Tiger Shroff says his father Jackie Shroff’s journey from a Mumbai chawl to superstardom not just inspires him but also teaches him how to stay grounded. However, he says he can never be as “bindass” as his dad. “He (Jackie) has been taking care of me ever since I was a child. He has sheltered me and given me such a happy childhood. I know the background that he came from. My father used to stay in a chawl in the Teen Batti area… And (seeing)… where he has come to… that inspires me to work hard and do amazing things for my family,” Tiger said.
So, does he take any professional advice from his father, who has been in the industry since 1982? “No, I don’t consult him on my career because his style and my style of working are very different. He does everything in a very ‘bindass’ way and I can’t be that ‘bindass’.” Tiger, who joined hands with a flagship corporate social responsibility programme P&G Shiksha for a “Shiksha Superheroes” campaign last week, also said that his father’s struggle brings a sense of reality in his life.

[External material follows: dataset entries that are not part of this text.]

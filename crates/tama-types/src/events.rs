//! Events consumed by the transition engine.
//!
//! The wire form is adjacently tagged so it reads the same as the action
//! objects the presentation layer dispatches:
//!
//! ```json
//! { "type": "PERFORM_ACTION", "payload": { "action": "feed", "timestamp": 1000 } }
//! { "type": "UPDATE_HEALTH" }
//! ```
//!
//! A tag the engine does not know decodes to [`Event::Unknown`], which the
//! reducer treats as a no-op.

use serde::{Deserialize, Serialize};
use ts_rs::TS;

use crate::enums::{ActionType, StatKind};
use crate::state::Timestamp;

/// One input to the transition engine.
#[derive(Debug, Clone, PartialEq, Eq, Serialize, Deserialize, TS)]
#[serde(tag = "type", content = "payload", rename_all = "SCREAMING_SNAKE_CASE")]
#[ts(export, export_to = "bindings/")]
pub enum Event {
    /// The user pressed an action button.
    PerformAction {
        /// Which action was requested.
        action: ActionType,
        /// When it was requested.
        timestamp: Timestamp,
    },
    /// A scheduled decay tick for a single stat.
    DecayStat {
        /// The stat to decrease.
        stat: StatKind,
        /// How much to subtract before clamping.
        amount: u32,
    },
    /// A scheduled health check.
    UpdateHealth,
    /// The block on an action has expired.
    UnblockAction {
        /// The action to accept again.
        action: ActionType,
    },
    /// An event kind this engine version does not recognize.
    #[serde(other)]
    Unknown,
}

impl Event {
    /// Build a [`Event::PerformAction`].
    pub const fn perform(action: ActionType, timestamp: Timestamp) -> Self {
        Self::PerformAction { action, timestamp }
    }

    /// Build a [`Event::DecayStat`].
    pub const fn decay(stat: StatKind, amount: u32) -> Self {
        Self::DecayStat { stat, amount }
    }

    /// Build a [`Event::UnblockAction`].
    pub const fn unblock(action: ActionType) -> Self {
        Self::UnblockAction { action }
    }

    /// Short name of the event kind, used in logs.
    pub const fn kind(&self) -> &'static str {
        match self {
            Self::PerformAction { .. } => "perform_action",
            Self::DecayStat { .. } => "decay_stat",
            Self::UpdateHealth => "update_health",
            Self::UnblockAction { .. } => "unblock_action",
            Self::Unknown => "unknown",
        }
    }
}
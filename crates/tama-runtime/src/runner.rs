//! Session loop.
//!
//! This module provides [`run_session`], the async loop that serializes
//! the two sources of change for one pet into its [`Session`]:
//!
//! - **Commands** from the presentation layer arrive on an `mpsc` channel
//! - **Timers** fire when the scheduler's next deadline passes
//!
//! Both are handled on the same task, so no two transitions ever race.
//! The loop ends on [`Command::Stop`] or when every command sender is
//! dropped.

use tama_types::{ActionType, Notice, TamaState};
use tokio::sync::{mpsc, oneshot};
use tracing::{info, warn};

use crate::clock::SessionClock;
use crate::config::{ConfigError, TamaConfig};
use crate::session::{Session, SessionSnapshot};

/// Errors that can occur during the session run.
#[derive(Debug, thiserror::Error)]
pub enum RunnerError {
    /// The configuration was rejected before the session started.
    #[error("config error: {source}")]
    Config {
        /// The underlying configuration error.
        #[from]
        source: ConfigError,
    },
}

/// A request from the presentation layer.
#[derive(Debug)]
pub enum Command {
    /// The user pressed an action button.
    Perform(ActionType),
    /// Send back a snapshot of the session.
    Snapshot(oneshot::Sender<SessionSnapshot>),
    /// End the session.
    Stop,
}

/// Reason why the session ended.
#[derive(Debug, Clone, Copy, PartialEq, Eq)]
pub enum EndReason {
    /// A [`Command::Stop`] was received.
    Stopped,
    /// Every command sender was dropped.
    ChannelClosed,
}

/// Result of a session run.
#[derive(Debug)]
pub struct SessionSummary {
    /// The reason the session ended.
    pub end_reason: EndReason,
    /// Total number of events applied, timers included.
    pub events_applied: u64,
    /// Age of the pet when the session ended.
    pub age: u32,
    /// The last committed state.
    pub final_state: TamaState,
}

/// Receiver of the notices produced by the session.
///
/// Implementations render snackbars, schedule push notifications, and so
/// on. Called only when a batch is non-empty, with the state committed
/// after that batch.
pub trait NoticeSink: Send {
    /// Called after a command or a batch of timers produced notices.
    fn on_notices(&mut self, notices: &[Notice], state: &TamaState);
}

/// A sink that drops every notice.
pub struct NoOpSink;

impl NoticeSink for NoOpSink {
    fn on_notices(&mut self, _notices: &[Notice], _state: &TamaState) {}
}

/// Run one pet session until stopped.
///
/// # Errors
///
/// Returns [`RunnerError::Config`] if `config` fails validation.
pub async fn run_session(
    config: &TamaConfig,
    commands: &mut mpsc::Receiver<Command>,
    sink: &mut dyn NoticeSink,
) -> Result<SessionSummary, RunnerError> {
    config.validate()?;

    let clock = SessionClock::start();
    let mut session = Session::new(config, clock.now_ms(), clock.started_at());

    info!(
        started_at = %clock.started_at(),
        health_check_interval_ms = config.scheduler.health_check_interval_ms,
        block_duration_ms = config.policy.abuse.block_duration_ms,
        "Session starting"
    );

    let end_reason = loop {
        let deadline = session.next_deadline().map(|ms| clock.instant_at(ms));

        tokio::select! {
            command = commands.recv() => {
                let now = clock.now_ms();
                emit(sink, &session.advance(now), session.state());

                match command {
                    None => break EndReason::ChannelClosed,
                    Some(Command::Stop) => break EndReason::Stopped,
                    Some(Command::Perform(action)) => {
                        emit(sink, &session.perform(action, now), session.state());
                    }
                    Some(Command::Snapshot(reply)) => {
                        if reply.send(session.snapshot(now)).is_err() {
                            warn!("Snapshot requester went away");
                        }
                    }
                }
            }
            () = sleep_until(deadline) => {
                emit(sink, &session.advance(clock.now_ms()), session.state());
            }
        }
    };

    let summary = SessionSummary {
        end_reason,
        events_applied: session.events_applied(),
        age: session.age(),
        final_state: session.state().clone(),
    };
    log_session_end(&summary);
    Ok(summary)
}

async fn sleep_until(deadline: Option<tokio::time::Instant>) {
    match deadline {
        Some(at) => tokio::time::sleep_until(at).await,
        None => std::future::pending().await,
    }
}

fn emit(sink: &mut dyn NoticeSink, notices: &[Notice], state: &TamaState) {
    if !notices.is_empty() {
        sink.on_notices(notices, state);
    }
}

/// Log the end of a session.
pub fn log_session_end(summary: &SessionSummary) {
    info!(
        reason = ?summary.end_reason,
        events_applied = summary.events_applied,
        age = summary.age,
        is_sick = summary.final_state.health.is_sick,
        "Session ended"
    );
}

#[cfg(test)]
#[allow(clippy::unwrap_used)]
mod tests {
    use std::time::Duration;

    use super::*;

    #[tokio::test(start_paused = true)]
    async fn stop_ends_the_session() {
        let (tx, mut rx) = mpsc::channel(8);
        tx.send(Command::Stop).await.unwrap();

        let summary = run_session(&TamaConfig::default(), &mut rx, &mut NoOpSink)
            .await
            .unwrap();
        assert_eq!(summary.end_reason, EndReason::Stopped);
        assert_eq!(summary.events_applied, 0);
    }

    #[tokio::test(start_paused = true)]
    async fn closed_channel_ends_the_session() {
        let (tx, mut rx) = mpsc::channel(8);
        tx.send(Command::Perform(ActionType::Feed)).await.unwrap();
        drop(tx);

        let summary = run_session(&TamaConfig::default(), &mut rx, &mut NoOpSink)
            .await
            .unwrap();
        assert_eq!(summary.end_reason, EndReason::ChannelClosed);
        assert_eq!(summary.events_applied, 1);
        assert_eq!(summary.final_state.stats.hunger, 60);
    }

    #[tokio::test(start_paused = true)]
    async fn invalid_config_is_rejected() {
        let (_tx, mut rx) = mpsc::channel(8);
        let mut config = TamaConfig::default();
        config.scheduler.age_interval_ms = 0;

        let result = run_session(&config, &mut rx, &mut NoOpSink).await;
        assert!(matches!(result, Err(RunnerError::Config { .. })));
    }

    #[tokio::test(start_paused = true)]
    async fn timers_fire_while_idle() {
        let (tx, mut rx) = mpsc::channel(8);
        let config = TamaConfig::default();
        let mut sink = NoOpSink;

        let driver = async {
            tokio::time::sleep(Duration::from_millis(95_000)).await;
            let (reply, snapshot) = oneshot::channel();
            tx.send(Command::Snapshot(reply)).await.unwrap();
            let snapshot = snapshot.await.unwrap();
            tx.send(Command::Stop).await.unwrap();
            snapshot
        };

        let (summary, snapshot) = tokio::join!(run_session(&config, &mut rx, &mut sink), driver);
        assert_eq!(snapshot.state.stats.hunger, 44);
        assert_eq!(snapshot.state.stats.energy, 50);
        assert!(snapshot.now >= 95_000);
        assert_eq!(summary.unwrap().end_reason, EndReason::Stopped);
    }
}
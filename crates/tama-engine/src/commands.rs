//! Parsing of the line-oriented terminal commands.

use tama_types::ActionType;

/// One line of user input.
#[derive(Debug, Clone, Copy, PartialEq, Eq)]
pub enum Input {
    /// Perform a care action.
    Perform(ActionType),
    /// Print the current snapshot.
    Status,
    /// Print the command list.
    Help,
    /// End the session.
    Quit,
}

/// A line that is not a known command.
#[derive(Debug, thiserror::Error, PartialEq, Eq)]
#[error("unknown command \"{input}\", type \"help\" for the list")]
pub struct UnknownCommand {
    /// The offending input, trimmed.
    pub input: String,
}

/// Short usage text printed by `help`.
pub const HELP: &str = "commands: feed | play | clean | rest | status | help | quit";

/// Parse one input line. Blank lines yield `Ok(None)`.
pub fn parse(line: &str) -> Result<Option<Input>, UnknownCommand> {
    let word = line.trim().to_ascii_lowercase();
    let input = match word.as_str() {
        "" => return Ok(None),
        "feed" | "eat" => Input::Perform(ActionType::Feed),
        "play" => Input::Perform(ActionType::Play),
        "clean" | "wash" => Input::Perform(ActionType::Clean),
        "rest" | "sleep" => Input::Perform(ActionType::Rest),
        "status" | "s" => Input::Status,
        "help" | "?" => Input::Help,
        "quit" | "exit" | "q" => Input::Quit,
        _ => {
            return Err(UnknownCommand {
                input: line.trim().to_owned(),
            });
        }
    };
    Ok(Some(input))
}

#[cfg(test)]
mod tests {
    use super::*;

    #[test]
    fn actions_and_aliases() {
        assert_eq!(parse("feed"), Ok(Some(Input::Perform(ActionType::Feed))));
        assert_eq!(parse("  Sleep \n"), Ok(Some(Input::Perform(ActionType::Rest))));
        assert_eq!(parse("wash"), Ok(Some(Input::Perform(ActionType::Clean))));
        assert_eq!(parse("PLAY"), Ok(Some(Input::Perform(ActionType::Play))));
    }

    #[test]
    fn control_commands() {
        assert_eq!(parse("status"), Ok(Some(Input::Status)));
        assert_eq!(parse("?"), Ok(Some(Input::Help)));
        assert_eq!(parse("q"), Ok(Some(Input::Quit)));
    }

    #[test]
    fn blank_line_is_ignored() {
        assert_eq!(parse("   "), Ok(None));
    }

    #[test]
    fn unknown_word_is_reported() {
        let err = parse(" dance ").err();
        assert_eq!(
            err,
            Some(UnknownCommand {
                input: "dance".to_owned()
            })
        );
        assert!(err.is_some_and(|e| e.to_string().contains("dance")));
    }
}
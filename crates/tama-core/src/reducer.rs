//! The transition engine.
//!
//! [`reduce`] maps a state and one [`Event`] to the next state. It is a pure
//! function: it reads no clock (timestamps travel inside the event), keeps
//! no hidden state, performs no I/O, and never modifies its input. Callers
//! keep exactly one committed state and replace it with the return value.
//!
//! # `PerformAction` order of operations
//!
//! 1. A blocked action is refused: the state is returned unchanged.
//! 2. If the abuse window already holds `threshold` accepted uses, the
//!    action becomes blocked and nothing else happens.
//! 3. Otherwise the use is recorded (history pruned to the window,
//!    last-use timestamp updated).
//! 4. Efficiency comes from the *previous* last-use timestamp.
//! 5. The action's effect is applied and clamped.

use tama_types::{ActionType, Event, TamaState, Timestamp};

use crate::abuse::{is_abusive, record_use};
use crate::actions::apply_effect;
use crate::config::PolicyConfig;
use crate::effectiveness::{Efficiency, efficiency};
use crate::health::update_health;
use crate::stats::lower;

/// How a `PerformAction` attempt will be handled.
#[derive(Debug, Clone, Copy, PartialEq, Eq)]
pub enum Attempt {
    /// The action is currently blocked; nothing changes.
    Refused,
    /// This attempt trips the abuse block; the action is not applied.
    Blocked,
    /// The action is applied with the given efficiency.
    Accepted(Efficiency),
}

/// Decide how an attempt at `action` at `timestamp` will be handled.
pub fn assess(
    policy: &PolicyConfig,
    state: &TamaState,
    action: ActionType,
    timestamp: Timestamp,
) -> Attempt {
    if state.is_blocked(action) {
        return Attempt::Refused;
    }
    if is_abusive(state.history(action), timestamp, &policy.abuse) {
        return Attempt::Blocked;
    }
    Attempt::Accepted(efficiency(
        state.last_action(action),
        timestamp,
        policy.cooldowns.cooldown(action),
    ))
}

/// Apply one event to `state` under `policy`.
#[must_use]
pub fn reduce(policy: &PolicyConfig, state: &TamaState, event: &Event) -> TamaState {
    match *event {
        Event::PerformAction { action, timestamp } => attempt(policy, state, action, timestamp).1,
        Event::DecayStat { stat, amount } => TamaState {
            stats: lower(state.stats, stat, amount, &policy.limits),
            ..state.clone()
        },
        Event::UpdateHealth => TamaState {
            health: update_health(state.health, &state.stats, &policy.critical),
            ..state.clone()
        },
        Event::UnblockAction { action } => {
            let mut blocked_actions = state.blocked_actions.clone();
            blocked_actions.insert(action, false);
            TamaState {
                blocked_actions,
                ..state.clone()
            }
        }
        Event::Unknown => state.clone(),
    }
}

/// Perform `action` at `timestamp`, returning how it was handled along with
/// the next state.
#[must_use]
pub fn attempt(
    policy: &PolicyConfig,
    state: &TamaState,
    action: ActionType,
    timestamp: Timestamp,
) -> (Attempt, TamaState) {
    let outcome = assess(policy, state, action, timestamp);
    let next = match outcome {
        Attempt::Refused => state.clone(),
        Attempt::Blocked => {
            let mut blocked_actions = state.blocked_actions.clone();
            blocked_actions.insert(action, true);
            TamaState {
                blocked_actions,
                ..state.clone()
            }
        }
        Attempt::Accepted(efficiency) => {
            let mut action_history = state.action_history.clone();
            action_history.insert(
                action,
                record_use(state.history(action), timestamp, &policy.abuse),
            );
            let mut last_actions = state.last_actions.clone();
            last_actions.insert(action, timestamp);

            TamaState {
                stats: apply_effect(state.stats, action, efficiency, state.health.is_sick, policy),
                health: state.health,
                last_actions,
                action_history,
                blocked_actions: state.blocked_actions.clone(),
            }
        }
    };
    (outcome, next)
}

/// A reducer bound to one policy.
#[derive(Debug, Clone, Default)]
pub struct Reducer {
    policy: PolicyConfig,
}

impl Reducer {
    /// Bind a reducer to `policy`.
    pub const fn new(policy: PolicyConfig) -> Self {
        Self { policy }
    }

    /// The policy this reducer applies.
    pub const fn policy(&self) -> &PolicyConfig {
        &self.policy
    }

    /// A fresh pet under this policy.
    pub fn initial_state(&self) -> TamaState {
        TamaState::with_stats(self.policy.initial_stats())
    }

    /// Apply one event. See [`reduce`].
    #[must_use]
    pub fn apply(&self, state: &TamaState, event: &Event) -> TamaState {
        reduce(&self.policy, state, event)
    }

    /// Apply a sequence of events in order.
    #[must_use]
    pub fn apply_all<'a, I>(&self, state: &TamaState, events: I) -> TamaState
    where
        I: IntoIterator<Item = &'a Event>,
    {
        events
            .into_iter()
            .fold(state.clone(), |current, event| self.apply(&current, event))
    }

    /// Perform an action and report how it was handled. See [`attempt`].
    #[must_use]
    pub fn attempt(
        &self,
        state: &TamaState,
        action: ActionType,
        timestamp: Timestamp,
    ) -> (Attempt, TamaState) {
        attempt(&self.policy, state, action, timestamp)
    }
}
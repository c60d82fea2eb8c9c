//! User-visible facts derived from state transitions.
//!
//! The engine never talks to the presentation layer. Instead the runtime
//! compares the state before and after each event and hands the resulting
//! [`Notice`] values to whoever renders toasts, snackbars, or push
//! notifications.

use std::fmt;

use serde::{Deserialize, Serialize};
use ts_rs::TS;

use crate::enums::{ActionType, StatKind};

/// Something the user should be told about.
#[derive(Debug, Clone, Copy, PartialEq, Eq, Hash, Serialize, Deserialize, TS)]
#[serde(tag = "kind", rename_all = "snake_case")]
#[ts(export, export_to = "bindings/")]
pub enum Notice {
    /// The sickness latch was set.
    BecameSick,
    /// The pet recovered from sickness.
    Recovered,
    /// An action was used too often and is now refused.
    ActionBlocked {
        /// The blocked action.
        action: ActionType,
    },
    /// A previously blocked action is accepted again.
    ActionUnblocked {
        /// The released action.
        action: ActionType,
    },
    /// The user tried an action that is currently blocked.
    ActionRefused {
        /// The refused action.
        action: ActionType,
    },
    /// A vital stat is at or below its critical level.
    StatCritical {
        /// The critical stat.
        stat: StatKind,
    },
    /// A stat is low enough to warrant a (throttled) push alert.
    StatLow {
        /// The low stat.
        stat: StatKind,
    },
    /// Play was requested while both hungry and exhausted.
    TooTiredToPlay,
    /// Clean was requested while the pet is filthy.
    TooDirtyToCooperate,
    /// Rest was requested in a dirty environment; sleep will be poor.
    PoorSleep,
}

impl Notice {
    /// Whether this notice warrants a push notification rather than an
    /// in-app snackbar only.
    pub const fn is_alert(&self) -> bool {
        matches!(
            self,
            Self::BecameSick | Self::StatCritical { .. } | Self::StatLow { .. }
        )
    }
}

impl fmt::Display for Notice {
    fn fmt(&self, f: &mut fmt::Formatter<'_>) -> fmt::Result {
        match self {
            Self::BecameSick => f.write_str("your pet fell sick"),
            Self::Recovered => f.write_str("your pet has recovered"),
            Self::ActionBlocked { action } => {
                write!(f, "\"{action}\" was used too often, wait a little")
            }
            Self::ActionUnblocked { action } => write!(f, "\"{action}\" is available again"),
            Self::ActionRefused { action } => {
                write!(f, "\"{action}\" is blocked for now, wait a little")
            }
            Self::StatCritical { stat } => match stat {
                StatKind::Hunger => f.write_str("your pet is starving"),
                StatKind::Energy => f.write_str("your pet is exhausted"),
                StatKind::Cleanliness => f.write_str("your pet is filthy"),
                StatKind::Happiness => f.write_str("your pet is miserable"),
            },
            Self::StatLow { stat } => match stat {
                StatKind::Hunger => f.write_str("your pet is hungry, feed it soon"),
                StatKind::Energy => f.write_str("your pet is tired, it needs to sleep"),
                StatKind::Cleanliness => f.write_str("your pet is dirty, a bath is due"),
                StatKind::Happiness => f.write_str("your pet is sad, play with it"),
            },
            Self::TooTiredToPlay => f.write_str("your pet is too tired and hungry to play"),
            Self::TooDirtyToCooperate => {
                f.write_str("your pet refuses to do anything until it is clean")
            }
            Self::PoorSleep => f.write_str("it is filthy in here, your pet sleeps badly"),
        }
    }
}

// ---------------------------------------------------------------------------
// Stat bands
// ---------------------------------------------------------------------------

/// Upper bound (inclusive) of the [`StatBand::Low`] band.
pub const LOW_BAND_MAX: u32 = 20;

/// Upper bound (inclusive) of the [`StatBand::Medium`] band.
pub const MEDIUM_BAND_MAX: u32 = 80;

/// Coarse classification of a stat value, used to color gauges.
#[derive(Debug, Clone, Copy, PartialEq, Eq, PartialOrd, Ord, Hash, Serialize, Deserialize, TS)]
#[serde(rename_all = "snake_case")]
#[ts(export, export_to = "bindings/")]
pub enum StatBand {
    /// 0 to 20.
    Low,
    /// 21 to 80.
    Medium,
    /// Above 80.
    High,
}

impl StatBand {
    /// Classify a stat value.
    pub const fn of(value: u32) -> Self {
        if value <= LOW_BAND_MAX {
            Self::Low
        } else if value <= MEDIUM_BAND_MAX {
            Self::Medium
        } else {
            Self::High
        }
    }
}
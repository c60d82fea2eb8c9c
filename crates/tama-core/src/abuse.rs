//! Sliding-window spam detection.

use tama_types::Timestamp;

use crate::config::AbuseDetection;

/// Entries of `history` that still fall inside the abuse window at `now`.
pub fn recent_uses(history: &[Timestamp], now: Timestamp, abuse: &AbuseDetection) -> Vec<Timestamp> {
    history
        .iter()
        .copied()
        .filter(|&entry| abuse.in_window(entry, now))
        .collect()
}

/// Whether an attempt at `now` should trip the block.
///
/// The attempt itself is not counted: the block trips when the window
/// already holds `threshold` accepted uses.
pub fn is_abusive(history: &[Timestamp], now: Timestamp, abuse: &AbuseDetection) -> bool {
    let recent = history
        .iter()
        .filter(|&&entry| abuse.in_window(entry, now))
        .count();
    recent >= usize::try_from(abuse.threshold).unwrap_or(usize::MAX)
}

/// History after accepting a use at `now`: the recent entries plus `now`.
pub fn record_use(history: &[Timestamp], now: Timestamp, abuse: &AbuseDetection) -> Vec<Timestamp> {
    let mut recent = recent_uses(history, now, abuse);
    recent.push(now);
    recent
}
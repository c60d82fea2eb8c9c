//! Shared type definitions for the Tama virtual pet engine.
//!
//! This crate is the single source of truth for the data that crosses the
//! boundary between the transition engine and its collaborators. Types flow
//! downstream to `TypeScript` via `ts-rs` for the presentation layer.
//!
//! # Modules
//!
//! - [`enums`] -- Care actions and stat kinds
//! - [`state`] -- [`TamaState`] root aggregate, [`Stats`], [`HealthState`]
//! - [`events`] -- [`Event`] inputs consumed by the reducer
//! - [`notice`] -- [`Notice`] facts for the presentation layer, [`StatBand`]

pub mod enums;
pub mod events;
pub mod notice;
pub mod state;

// Re-export all public types at crate root for convenience.
pub use enums::{ActionType, StatKind};
pub use events::Event;
pub use notice::{Notice, StatBand};
pub use state::{DEFAULT_STAT_VALUE, HealthState, Stats, TamaState, Timestamp};
//! Cooldown-based effectiveness of repeated actions.
//!
//! Repeating an action before its cooldown has elapsed since the previous
//! accepted use still works, but only at half strength. The cooldown only
//! looks at the previous accepted use of the same action; it is independent
//! of the abuse window.

use tama_types::Timestamp;

/// Multiplier applied to an action's gain.
#[derive(Debug, Clone, Copy, PartialEq, Eq)]
pub enum Efficiency {
    /// 1.0 -- the action was spaced out properly (or never used before).
    Full,
    /// 0.5 -- the action was repeated inside its cooldown.
    Reduced,
}

impl Efficiency {
    /// Apply the multiplier to a gain.
    ///
    /// Stats are integers, so the halved gain rounds up: a reduced gain of
    /// 5 becomes 3, never 2.
    pub const fn scale(self, amount: u32) -> u32 {
        match self {
            Self::Full => amount,
            Self::Reduced => amount.div_ceil(2),
        }
    }

    /// Multiplier as a percentage, for logs.
    pub const fn percent(self) -> u32 {
        match self {
            Self::Full => 100,
            Self::Reduced => 50,
        }
    }
}

/// Effectiveness of a use at `now` given the previous accepted use.
pub const fn efficiency(previous: Option<Timestamp>, now: Timestamp, cooldown_ms: u64) -> Efficiency {
    match previous {
        Some(last) if now.saturating_sub(last) < cooldown_ms => Efficiency::Reduced,
        _ => Efficiency::Full,
    }
}
//! Sickness latch driven by periodic health checks.
//!
//! ```text
//!              any vital critical, counter < threshold
//!            +------------------+
//!            v                  |
//!  Healthy --+-- counter reaches threshold --> Sick
//!     ^                                         |
//!     +---- hunger, energy, cleanliness all ----+
//!           above the recovery threshold
//! ```
//!
//! The counter resets to 0 whenever no vital stat is critical, whether the
//! pet is sick or not. Once the latch is set it stays set until recovery,
//! and the counter stops growing at the threshold.

use tama_types::{HealthState, Stats};

use crate::config::CriticalLevels;

/// Run one health check against the current stats.
#[must_use]
pub fn update_health(health: HealthState, stats: &Stats, critical: &CriticalLevels) -> HealthState {
    let sick_counter = if critical.any_critical(stats) {
        health
            .sick_counter
            .saturating_add(1)
            .min(critical.sick_threshold)
    } else {
        0
    };

    let is_sick = health.is_sick || sick_counter >= critical.sick_threshold;

    if is_sick && critical.can_recover(stats) {
        return HealthState::default();
    }

    HealthState {
        is_sick,
        sick_counter,
    }
}

#[cfg(test)]
mod tests {
    use tama_types::StatKind;

    use super::*;

    fn check(health: HealthState, stats: &Stats) -> HealthState {
        update_health(health, stats, &CriticalLevels::default())
    }

    #[test]
    fn healthy_stats_reset_counter() {
        let health = HealthState {
            is_sick: false,
            sick_counter: 2,
        };
        let after = check(health, &Stats::default());
        assert_eq!(after, HealthState::default());
    }

    #[test]
    fn falls_sick_on_third_critical_check() {
        let stats = Stats::default().with(StatKind::Hunger, 5);
        let first = check(HealthState::default(), &stats);
        assert_eq!(first.sick_counter, 1);
        assert!(!first.is_sick);
        let second = check(first, &stats);
        assert_eq!(second.sick_counter, 2);
        assert!(!second.is_sick);
        let third = check(second, &stats);
        assert_eq!(third.sick_counter, 3);
        assert!(third.is_sick);
    }

    #[test]
    fn counter_stops_at_threshold_once_sick() {
        let stats = Stats::default().with(StatKind::Energy, 0);
        let mut health = HealthState::default();
        for _ in 0..10 {
            health = check(health, &stats);
        }
        assert!(health.is_sick);
        assert_eq!(health.sick_counter, 3);
    }

    #[test]
    fn critical_boundary_is_inclusive() {
        let at_level = Stats::default().with(StatKind::Cleanliness, 5);
        assert_eq!(check(HealthState::default(), &at_level).sick_counter, 1);
        let above = Stats::default().with(StatKind::Cleanliness, 6);
        assert_eq!(check(HealthState::default(), &above).sick_counter, 0);
    }

    #[test]
    fn sick_pet_stays_sick_between_thresholds() {
        let sick = HealthState {
            is_sick: true,
            sick_counter: 3,
        };
        // Nothing critical, but energy is not above 30 yet.
        let stats = Stats::default().with(StatKind::Energy, 25);
        let after = check(sick, &stats);
        assert!(after.is_sick);
        assert_eq!(after.sick_counter, 0);
    }

    #[test]
    fn recovers_when_all_vitals_above_threshold() {
        let sick = HealthState {
            is_sick: true,
            sick_counter: 3,
        };
        let after = check(sick, &Stats::uniform(31));
        assert_eq!(after, HealthState::default());
    }

    #[test]
    fn recovery_ignores_happiness() {
        let sick = HealthState {
            is_sick: true,
            sick_counter: 0,
        };
        let stats = Stats::uniform(40).with(StatKind::Happiness, 0);
        assert!(!check(sick, &stats).is_sick);
    }
}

“I look at my father and how in all these years he hasn’t changed. So what gives me the right to (fly above the ground). And I also feel that I haven’t achieved anything to sort of fly above the ground… Not that I will (fly above the ground ever).” Jackie made his first credited screen appearance in 1982 with Swami Dada, and went on to give hits like Hero, Karma, Ram Lakhan, Parinda, Rangeela, Agni Sakshi and Devdas. Lately, he has featured in movies like Brothers, Sarkar 3, Happy New Year and Dhoom 3, among others.
Tiger had a successful debut in 2014 with Heropanti, for which he invested two years of labour and passion to achieve an enviable body frame and a natural fluidity in action scenes. He followed it up with another hit, Baaghi. Tiger’s first setback came with the failure of A Flying Jatt last year.
With a Hindi remake of Hollywood action film Rambo, Munna Michael, Student of the Year 2 and Baaghi 2 in his kitty, the road ahead seems to be all planned out for Tiger. Talking about Hollywood remakes in India, Tiger said: “I think the trend is great. Hollywood films are fantastic. There are so many films that I watch over and over again, so why not make a film again. We might not be able to make it exactly like them most of the time, but at least (we can) take the essence of the story and Indianise it a little bit.”
Instead of fretting about expectations, Tiger sees his anticipated projects as adding “good pressure” to excel. “There is pressure, but it is a good pressure — something that makes you want to work harder. It motivates me to do better and better and keep giving the audiences more,” added the 27-year-old.